What the Legislature Did —and Didn’t Do— This Year To Make Housing More Affordable
September 10, 2020
There were high hopes in Sacramento at the beginning of 2020 that this would be the “year of housing production”—with the Governor and Legislature making the same strong commitments to increasing access to affordable housing for the millions of Californians struggling to keep up with the rising rents.
When the legislative session concluded in August, these ambitions remained largely unfulfilled—largely due to the unprecedented strain on legislative business imposed by COVID-19.
All five of the bills in the State Senate’s housing package failed to advance—including several as time ran out in the waning minutes of the session—and more than a dozen other bills to open new sites to affordable housing and accelerate production did not make it to the Governor. “I’m not going to sugarcoat it,” Senator Scott Wiener (D-San Francisco), said in early September: “The Legislature failed on housing this year.”

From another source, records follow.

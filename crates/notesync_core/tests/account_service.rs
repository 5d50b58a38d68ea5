mod common;

use common::{Behavior, FakeRemote, TOKEN};
use notesync_core::{
    AccountService, Connectivity, LoginUser, NetworkMonitor, Note, NoteStore, Profile,
    RegisterUser, RemoteClient, RepoError, RepoResult, Session, SessionState, SessionStore,
    SqliteStore, SyncError,
};
use std::sync::Arc;

struct Accounts {
    service: AccountService<SqliteStore>,
    store: Arc<SqliteStore>,
    remote: Arc<FakeRemote>,
    network: Arc<NetworkMonitor>,
    session: Arc<Session>,
}

fn accounts_with(store: Arc<SqliteStore>) -> Accounts {
    let remote = FakeRemote::new();
    let network = Arc::new(NetworkMonitor::new(true));
    let session = Arc::new(Session::new());
    let service = AccountService::new(
        remote.clone() as Arc<dyn RemoteClient>,
        session.clone(),
        network.clone() as Arc<dyn Connectivity>,
        store.clone(),
    );
    Accounts {
        service,
        store,
        remote,
        network,
        session,
    }
}

fn accounts() -> Accounts {
    accounts_with(Arc::new(SqliteStore::open_in_memory().expect("in-memory store")))
}

fn ada() -> LoginUser {
    LoginUser {
        email: "ada@example.com".to_string(),
        password: "hunter2".to_string(),
    }
}

#[tokio::test]
async fn login_begins_and_persists_session() {
    let a = accounts();

    let profile = a.service.login(&ada()).await.expect("login");

    assert_eq!(profile.email, "ada@example.com");
    assert_eq!(a.session.token().as_deref(), Some(TOKEN));
    let persisted = a.store.load_session().expect("load").expect("saved");
    assert_eq!(persisted.token, TOKEN);
    assert_eq!(a.service.current_user().expect("signed in"), profile);
}

#[tokio::test]
async fn restore_reloads_a_persisted_session() {
    let dir = tempfile::tempdir().expect("temp dir");
    let path = dir.path().join("notesync.db");

    let first = accounts_with(Arc::new(SqliteStore::open(&path).expect("open")));
    first.service.login(&ada()).await.expect("login");
    drop(first);

    let second = accounts_with(Arc::new(SqliteStore::open(&path).expect("reopen")));
    assert!(!second.session.is_authenticated());
    assert!(second.service.restore().expect("restore"));
    assert_eq!(second.session.token().as_deref(), Some(TOKEN));
}

#[tokio::test]
async fn register_offline_fails_without_calling_remote() {
    let a = accounts();
    a.network.set_online(false);
    let user = RegisterUser {
        email: "grace@example.com".to_string(),
        name: "Grace".to_string(),
        password: "cobol".to_string(),
        image_url: String::new(),
    };

    let err = a.service.register(&user).await.expect_err("offline");

    assert!(matches!(err, SyncError::Offline));
    assert!(a.remote.calls().is_empty());
    assert!(!a.session.is_authenticated());
}

#[tokio::test]
async fn rejected_login_leaves_session_empty() {
    let a = accounts();
    a.remote.set("login", Behavior::Reject("invalid credentials"));

    let err = a.service.login(&ada()).await.expect_err("rejected");

    assert!(matches!(err, SyncError::RemoteRejected(ref m) if m == "invalid credentials"));
    assert!(!a.session.is_authenticated());
    assert!(a.store.load_session().expect("load").is_none());
}

#[tokio::test]
async fn logout_clears_session_but_keeps_notes() {
    let a = accounts();
    a.service.login(&ada()).await.expect("login");
    a.store
        .insert_or_replace(&Note::with_id("n1").title("kept"))
        .expect("seed note");

    a.service.logout().expect("logout");

    assert!(!a.session.is_authenticated());
    assert!(a.store.load_session().expect("load").is_none());
    assert!(a.store.get_by_id("n1").expect("read").is_some());
    assert!(matches!(
        a.service.current_user(),
        Err(SyncError::Unauthenticated)
    ));
}

#[tokio::test]
async fn edit_profile_updates_cached_and_persisted_profile() {
    let a = accounts();
    a.service.login(&ada()).await.expect("login");
    let fields = Profile {
        name: "Ada L.".to_string(),
        email: "ada@example.com".to_string(),
        image_url: "https://img.example.com/ada.png".to_string(),
    };

    let profile = a.service.edit_profile(&fields).await.expect("edit");

    assert_eq!(profile, fields);
    assert_eq!(a.service.current_user().expect("signed in"), fields);
    let persisted = a.store.load_session().expect("load").expect("saved");
    assert_eq!(persisted.profile, fields);
    assert_eq!(a.service.avatar_seed(), "https://img.example.com/ada.png");
}

#[tokio::test]
async fn account_calls_need_network_then_session() {
    let a = accounts();

    let err = a.service.delete_account().await.expect_err("signed out");
    assert!(matches!(err, SyncError::Unauthenticated));

    a.network.set_online(false);
    let err = a.service.delete_account().await.expect_err("offline first");
    assert!(matches!(err, SyncError::Offline));
}

#[tokio::test]
async fn delete_account_signs_out() {
    let a = accounts();
    a.service.login(&ada()).await.expect("login");

    let message = a.service.delete_account().await.expect("delete account");

    assert_eq!(message, "account deleted");
    assert!(!a.session.is_authenticated());
    assert_eq!(a.remote.calls_to("delete_account"), 1);
}

#[tokio::test]
async fn avatar_seed_falls_back_to_random_hex() {
    let a = accounts();
    a.service.login(&ada()).await.expect("login");

    let seed = a.service.avatar_seed();

    assert_eq!(seed.len(), 32);
    assert!(seed.chars().all(|c| c.is_ascii_hexdigit()));
}

/// Session store whose clear always fails.
struct StuckSessionStore(SqliteStore);

impl SessionStore for StuckSessionStore {
    fn load_session(&self) -> RepoResult<Option<SessionState>> {
        self.0.load_session()
    }

    fn save_session(&self, state: &SessionState) -> RepoResult<()> {
        self.0.save_session(state)
    }

    fn clear_session(&self) -> RepoResult<()> {
        Err(RepoError::InvalidData("disk full".to_string()))
    }
}

#[tokio::test]
async fn failed_logout_stays_signed_in_and_persisted() {
    let store = Arc::new(StuckSessionStore(
        SqliteStore::open_in_memory().expect("in-memory store"),
    ));
    let session = Arc::new(Session::new());
    let service = AccountService::new(
        FakeRemote::new() as Arc<dyn RemoteClient>,
        session.clone(),
        Arc::new(NetworkMonitor::new(true)) as Arc<dyn Connectivity>,
        store.clone(),
    );
    service.login(&ada()).await.expect("login");

    service.logout().expect_err("clear fails");

    assert!(session.is_authenticated());
    assert!(store.load_session().expect("load").is_some());
    assert_eq!(service.current_user().expect("still signed in").name, "Ada");
}
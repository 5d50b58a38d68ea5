//! Persisted session contract.
//!
//! Keeps the signed-in token and profile across process restarts.

use crate::repo::note_store::RepoResult;
use crate::session::SessionState;

/// Storage for at most one signed-in session.
pub trait SessionStore: Send + Sync {
    fn load_session(&self) -> RepoResult<Option<SessionState>>;
    /// Replaces any previously stored session.
    fn save_session(&self, state: &SessionState) -> RepoResult<()>;
    fn clear_session(&self) -> RepoResult<()>;
}
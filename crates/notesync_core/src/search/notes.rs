//! In-memory note filtering for the list screen.
//!
//! # Invariants
//! - Locked notes never match; their cached text is not searchable.
//! - Input order is preserved in every result.

use crate::model::note::Note;
use once_cell::sync::Lazy;
use regex::{Regex, RegexBuilder};
use std::collections::BTreeMap;

static WHITESPACE_RE: Lazy<Regex> = Lazy::new(|| Regex::new(r"\s+").expect("valid ws regex"));

/// Returns unlocked notes whose title, description, label or checkpoint text
/// contains `query`, ignoring case.
///
/// Runs of whitespace in the query match any whitespace run in the note.
/// A blank query returns every unlocked note.
pub fn search_notes<'a>(notes: &'a [Note], query: &str) -> Vec<&'a Note> {
    let unlocked = notes.iter().filter(|note| !note.locked);
    match build_matcher(query) {
        Some(matcher) => unlocked.filter(|note| matches_note(&matcher, note)).collect(),
        None => unlocked.collect(),
    }
}

/// Groups notes by label. Unlabeled notes land under `""`.
pub fn group_by_label(notes: &[Note]) -> BTreeMap<String, Vec<&Note>> {
    let mut groups: BTreeMap<String, Vec<&Note>> = BTreeMap::new();
    for note in notes {
        let key = note.label.as_deref().map(str::trim).unwrap_or_default();
        groups.entry(key.to_string()).or_default().push(note);
    }
    groups
}

fn build_matcher(query: &str) -> Option<Regex> {
    let terms: Vec<String> = WHITESPACE_RE
        .split(query.trim())
        .filter(|term| !term.is_empty())
        .map(regex::escape)
        .collect();
    if terms.is_empty() {
        return None;
    }

    // Escaped input always yields a valid pattern.
    RegexBuilder::new(&terms.join(r"\s+"))
        .case_insensitive(true)
        .build()
        .ok()
}

fn matches_note(matcher: &Regex, note: &Note) -> bool {
    [&note.title, &note.description, &note.label]
        .into_iter()
        .flatten()
        .any(|text| matcher.is_match(text))
        || note
            .checkpoints
            .iter()
            .any(|checkpoint| matcher.is_match(&checkpoint.content))
}
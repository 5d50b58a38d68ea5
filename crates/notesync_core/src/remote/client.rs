//! Remote client contract.
//!
//! # Responsibility
//! - Describe the REST note/account service as a stateless async seam.
//! - Separate transport failures (`RemoteError`) from service rejections
//!   (`ApiResponse::success == false`).
//!
//! # Invariants
//! - Implementations never retry; retries belong to the sync engine.
//! - `create_note` must behave as an upsert for an existing `noteId`.

use crate::model::user::{AuthPayload, LoginUser, Profile, RegisterUser, UpdateProfile};
use crate::remote::types::{Ack, ApiResponse, RemoteNote, SafePassword};
use async_trait::async_trait;
use std::error::Error;
use std::fmt::{Display, Formatter};

pub type RemoteResult<T> = Result<T, RemoteError>;

/// Transport-level failure talking to the remote service.
#[derive(Debug, Clone, PartialEq, Eq)]
pub enum RemoteError {
    /// Host unreachable, connection refused or timed out.
    Unreachable(String),
    /// Non-success HTTP status without a decodable envelope.
    Status { status: u16, body: String },
    /// Success status with an undecodable body.
    Decode(String),
    /// Any other client-side failure.
    Transport(String),
}

impl RemoteError {
    pub fn is_unreachable(&self) -> bool {
        matches!(self, Self::Unreachable(_))
    }
}

impl Display for RemoteError {
    fn fmt(&self, f: &mut Formatter<'_>) -> std::fmt::Result {
        match self {
            Self::Unreachable(details) => write!(f, "remote service unreachable: {details}"),
            Self::Status { status, body } => write!(f, "remote returned HTTP {status}: {body}"),
            Self::Decode(details) => write!(f, "undecodable remote response: {details}"),
            Self::Transport(details) => write!(f, "remote transport error: {details}"),
        }
    }
}

impl Error for RemoteError {}

/// REST note/account service.
#[async_trait]
pub trait RemoteClient: Send + Sync {
    async fn create_account(&self, user: &RegisterUser) -> RemoteResult<ApiResponse<AuthPayload>>;
    async fn login(&self, credentials: &LoginUser) -> RemoteResult<ApiResponse<AuthPayload>>;
    async fn edit_profile(
        &self,
        token: &str,
        fields: &UpdateProfile,
    ) -> RemoteResult<ApiResponse<Profile>>;
    async fn delete_account(&self, token: &str) -> RemoteResult<Ack>;

    async fn create_note(&self, token: &str, note: &RemoteNote) -> RemoteResult<Ack>;
    async fn update_note(&self, token: &str, note: &RemoteNote) -> RemoteResult<Ack>;
    async fn delete_note(&self, token: &str, id: &str) -> RemoteResult<Ack>;
    async fn list_notes(&self, token: &str) -> RemoteResult<ApiResponse<Vec<RemoteNote>>>;
    async fn set_lock(
        &self,
        token: &str,
        id: &str,
        safe_password: &SafePassword,
    ) -> RemoteResult<Ack>;
    async fn get_locked_note(
        &self,
        token: &str,
        id: &str,
        safe_password: &SafePassword,
    ) -> RemoteResult<ApiResponse<RemoteNote>>;
}
//! Core use-case services.
//!
//! # Responsibility
//! - Orchestrate remote and persistence calls into use-case level APIs.
//! - Keep callers decoupled from storage and transport details.

pub mod account_service;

The state did take some noteworthy actions to support affordable housing during the pandemic: One Eden-supported bill, AB 2345 (Gonzalez), which would make it easier to build housing with higher percentages of units for low-income and extremely-low-income households, is now on the Governor’s desk. The state budget signed in June includes an extension of last year’s $500 million expansion of the Low Income Housing Tax Credit, one of the best tools the state has for funding new affordable housing. The state housing department is also pushing out an additional $600 million in grant funding through Project Homekey to acquire and rehabilitate hotels, motels, and vacant apartment buildings to provide housing for Californians experiencing homelessness.
In the final week of the session, state leaders also took action on another top Eden priority: keeping residents housed in the midst of the current public health crisis. The Governor signed a landmark bill to extend statewide eviction protections into the fall and winter, giving tenants some relief on making rent payments as they struggle with lost jobs and financial pressures caused by COVID-19.
Eden’s own Tenant Relief Fund has also helped more than 450 families get through this unprecedented time. You can support Eden residents by making a contribution today!
At a time when one out of every five Californians has filed for unemployment assistance, it has never been more important to keep the pressure on—especially with federal stimulus payments expiring at the end of July and the state unable to fill the gaps.
That’s why Eden is continuing to work with affordable housing partners across the country to promote a comprehensive relief proposal, Keep CA Housed, that will provide additional, much-needed financial assistance to renters—and include $1 billion in funding to help hundreds of thousands of essential affordable housing properties in California avoid default and remain operating during and after this crisis
Between now and the beginning of the next legislative session, advocates need to remind state leaders of the essential role affordable housing plays in improving people’s lives—and to highlight the steps the state can still take to increase access to this vital resource.